Brooke A. Hollister and colleagues report in their September journal article that the advocacy model demonstrated its effectiveness in moving California health plans toward more dementia-capable practices. By the end of the Dementia CMC project, they write, several of the 10 participating health plans had made progress in implementing the following practices:
- Assessing plan members for cognitive impairment through an annual health risk assessment.
- Adopting a validated cognitive impairment screening tool.
- Developing a protocol for follow-up in the case of a positive cognitive impairment screen.
- Developing a protocol to assess the stress and needs of caregivers.
- Providing respite to caregivers of people living with dementia.
- Providing or arranging education for people living with dementia and their caregivers.
- Adopting a proactive tool to make referrals to Alzheimer’s community-based organizations for disease education and support.
CALLAHAN AND STONE EDITORIAL
Callahan and Stone suggest in their October editorial that the Dementia CMC project presented “a playbook for a compelling multi-faceted dementia care advocacy model that … clearly moved health care plans in the right direction.”
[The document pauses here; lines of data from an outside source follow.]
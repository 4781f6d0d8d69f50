/// Advertisement codec — the fixed-budget flood message wire format.
///
/// Layout, at most [`MAX_ADVERT_LEN`] bytes, no padding:
///
/// ```text
/// [id_hi][id_lo][len][name: len bytes][entry]*      report
/// [id_hi][id_lo][0xFF]                              distress beacon
/// ```
///
/// The originator id is big-endian. Each relay entry is 4 bytes:
/// 3-byte address suffix + 1-byte signed rssi. A trailing remainder
/// shorter than one entry is ignored on decode.
use std::borrow::Cow;

use bytes::{Buf, BufMut, BytesMut};

use crate::error::HaloError;
use crate::observations::PeerObservation;
use crate::types::{
    next_originator_id, DISTRESS_SENTINEL, HEADER_LEN, MAX_ADVERT_LEN, MAX_NAME_LEN,
    MIN_ADVERT_LEN, ORIGINATOR_LEN, RELAY_ENTRY_LEN,
};

/// One relayed peer sighting: low 3 address bytes + clamped rssi.
///
/// Built at encode time from a [`PeerObservation`] and discarded after
/// send; the full address does not survive the wire.
#[derive(Debug, Clone, Copy, PartialEq, Eq)]
pub struct RelayEntry {
    pub suffix: [u8; 3],
    pub rssi_dbm: i8,
}

impl RelayEntry {
    /// Derive an entry from an observation, clamping rssi to i8 range.
    pub fn from_observation(obs: &PeerObservation) -> Self {
        Self {
            suffix: obs.address.suffix(),
            rssi_dbm: obs.rssi_dbm.clamp(i8::MIN as i16, i8::MAX as i16) as i8,
        }
    }
}

/// Message content: either a bare distress beacon or a neighbor report.
#[derive(Debug, Clone, PartialEq, Eq)]
pub enum FloodBody {
    /// Identifier-only beacon; decoders stop after the sentinel byte.
    Distress,
    /// Node name (raw bytes, ≤ 8) plus as many relay entries as fit.
    Report {
        /// Name bytes. Kept raw: 8-byte truncation may cut a UTF-8
        /// sequence mid-character, which is accepted lossy behavior.
        name: Vec<u8>,
        entries: Vec<RelayEntry>,
    },
}

/// A flood message — one advertisement payload's worth of protocol.
///
/// Constructed once per broadcast epoch via [`FloodMessage::compose`],
/// consumed immediately by the radio, never persisted.
#[derive(Debug, Clone, PartialEq, Eq)]
pub struct FloodMessage {
    /// 16-bit clock-derived originator id; the flood dedup key.
    pub originator: u16,
    pub body: FloodBody,
}

impl FloodMessage {
    /// Compose a message fitted to the advertisement budget.
    ///
    /// Generates a fresh originator id. The name is truncated to
    /// [`MAX_NAME_LEN`] raw bytes; relay entries fill the remaining
    /// budget in the order observations are given, and anything beyond
    /// capacity is silently dropped (not queued for a later epoch).
    pub fn compose(
        name: Option<&str>,
        observations: &[PeerObservation],
        distress_only: bool,
    ) -> Self {
        let originator = next_originator_id();

        if distress_only {
            return Self {
                originator,
                body: FloodBody::Distress,
            };
        }

        let name_bytes = name.map(str::as_bytes).unwrap_or_default();
        let name: Vec<u8> = name_bytes[..name_bytes.len().min(MAX_NAME_LEN)].to_vec();

        let budget = MAX_ADVERT_LEN - ORIGINATOR_LEN - HEADER_LEN - name.len();
        let slots = budget / RELAY_ENTRY_LEN;

        let entries = observations
            .iter()
            .take(slots)
            .map(RelayEntry::from_observation)
            .collect();

        Self {
            originator,
            body: FloodBody::Report { name, entries },
        }
    }

    /// Whether this is a distress beacon.
    pub fn is_distress(&self) -> bool {
        matches!(self.body, FloodBody::Distress)
    }

    /// Relay entries carried by this message (empty for distress).
    pub fn entries(&self) -> &[RelayEntry] {
        match &self.body {
            FloodBody::Distress => &[],
            FloodBody::Report { entries, .. } => entries,
        }
    }

    /// Node name rendered for display. `None` for distress beacons.
    ///
    /// Invalid UTF-8 from mid-character truncation is replaced, not
    /// rejected.
    pub fn name_lossy(&self) -> Option<Cow<'_, str>> {
        match &self.body {
            FloodBody::Distress => None,
            FloodBody::Report { name, .. } => Some(String::from_utf8_lossy(name)),
        }
    }

    /// Encode to exact-length wire bytes.
    ///
    /// Messages from [`compose`](Self::compose) are fitted by
    /// construction; `EncodingOverflow` only fires for hand-built
    /// messages that exceed the budget.
    pub fn to_bytes(&self) -> Result<Vec<u8>, HaloError> {
        let mut buf = BytesMut::with_capacity(MAX_ADVERT_LEN);
        buf.put_u16(self.originator);

        match &self.body {
            FloodBody::Distress => buf.put_u8(DISTRESS_SENTINEL),
            FloodBody::Report { name, entries } => {
                // Budget check below also rules out any name long enough
                // for its length byte to collide with the sentinel.
                let size = MIN_ADVERT_LEN + name.len() + entries.len() * RELAY_ENTRY_LEN;
                if size > MAX_ADVERT_LEN {
                    return Err(HaloError::EncodingOverflow { size });
                }
                buf.put_u8(name.len() as u8);
                buf.put_slice(name);
                for entry in entries {
                    buf.put_slice(&entry.suffix);
                    buf.put_i8(entry.rssi_dbm);
                }
            }
        }

        if buf.len() > MAX_ADVERT_LEN {
            return Err(HaloError::EncodingOverflow { size: buf.len() });
        }
        Ok(buf.to_vec())
    }

    /// Decode wire bytes into a flood message.
    ///
    /// Fails with `MalformedPayload` when shorter than 3 bytes or when
    /// the declared name length overruns the payload.
    pub fn from_bytes(data: &[u8]) -> Result<Self, HaloError> {
        if data.len() < MIN_ADVERT_LEN {
            return Err(HaloError::MalformedPayload {
                reason: format!("{MIN_ADVERT_LEN} bytes required, got {}", data.len()),
            });
        }

        let mut buf = data;
        let originator = buf.get_u16();
        let header = buf.get_u8();

        if header == DISTRESS_SENTINEL {
            return Ok(Self {
                originator,
                body: FloodBody::Distress,
            });
        }

        let name_len = header as usize;
        if name_len > buf.remaining() {
            return Err(HaloError::MalformedPayload {
                reason: format!(
                    "name length {name_len} overruns payload ({} bytes left)",
                    buf.remaining()
                ),
            });
        }
        let name = buf.copy_to_bytes(name_len).to_vec();

        // Fixed 4-byte strides; a short trailing remainder is not an error.
        let mut entries = Vec::with_capacity(buf.remaining() / RELAY_ENTRY_LEN);
        while buf.remaining() >= RELAY_ENTRY_LEN {
            let mut suffix = [0u8; 3];
            buf.copy_to_slice(&mut suffix);
            let rssi_dbm = buf.get_i8();
            entries.push(RelayEntry { suffix, rssi_dbm });
        }

        Ok(Self {
            originator,
            body: FloodBody::Report { name, entries },
        })
    }
}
Yet, the two authors question whether health plans participating in the project moved far enough.
“One might argue that these seven features are well known to implementation scientists, with the notable exception of identifying and leveraging public policies in support of systems change,” the authors write about Dementia CMC’s advocacy model. “However, what is more surprising is the relatively small amount of change demanded of the health systems and yet the relatively modest levels of process improvement they achieved.”
Rather than a criticism of the study’s design or implementation, “this is the reality of our current priorities in providing quality of care for persons living with dementia,” clarify Callahan and Stone. They then pose several questions about the current state of dementia care:
- How can we move a wider range of health plans and providers in the right direction further and faster?
- Is a state-by-state coalition of disease-specific advocacy efforts the best approach or should we focus on Federal advocacy efforts?
- How do we engage a larger mix of long-term services and supports providers and consumer and worker advocates to ensure better care from initial referral and diagnosis to end of life care?
- What is the appropriate strategy for advocacy as we approach the mid-21st century with a burgeoning population of older adults?
Callahan and Stone suggest broadening the coalitions advocating for dementia-capable systems change.
“One might … conjecture that a more powerful coalition is needed to effect change, and the coalition will only become more powerful through amplifying the voice of consumers,” they write.
In addition, coalitions should focus their advocacy on a broader group of consumers, such as all vulnerable older adults, all dual-eligible older adults, or all Americans needing medical care and long-term services and supports.
“In this regard, we might follow an advocacy model more closely resembling the Americans with Disability Act,” they suggest, adding that future studies should assess the extent to which this type of multi-stakeholder advocacy effort ultimately affects health and quality of life outcomes for persons living with dementia and their care partners.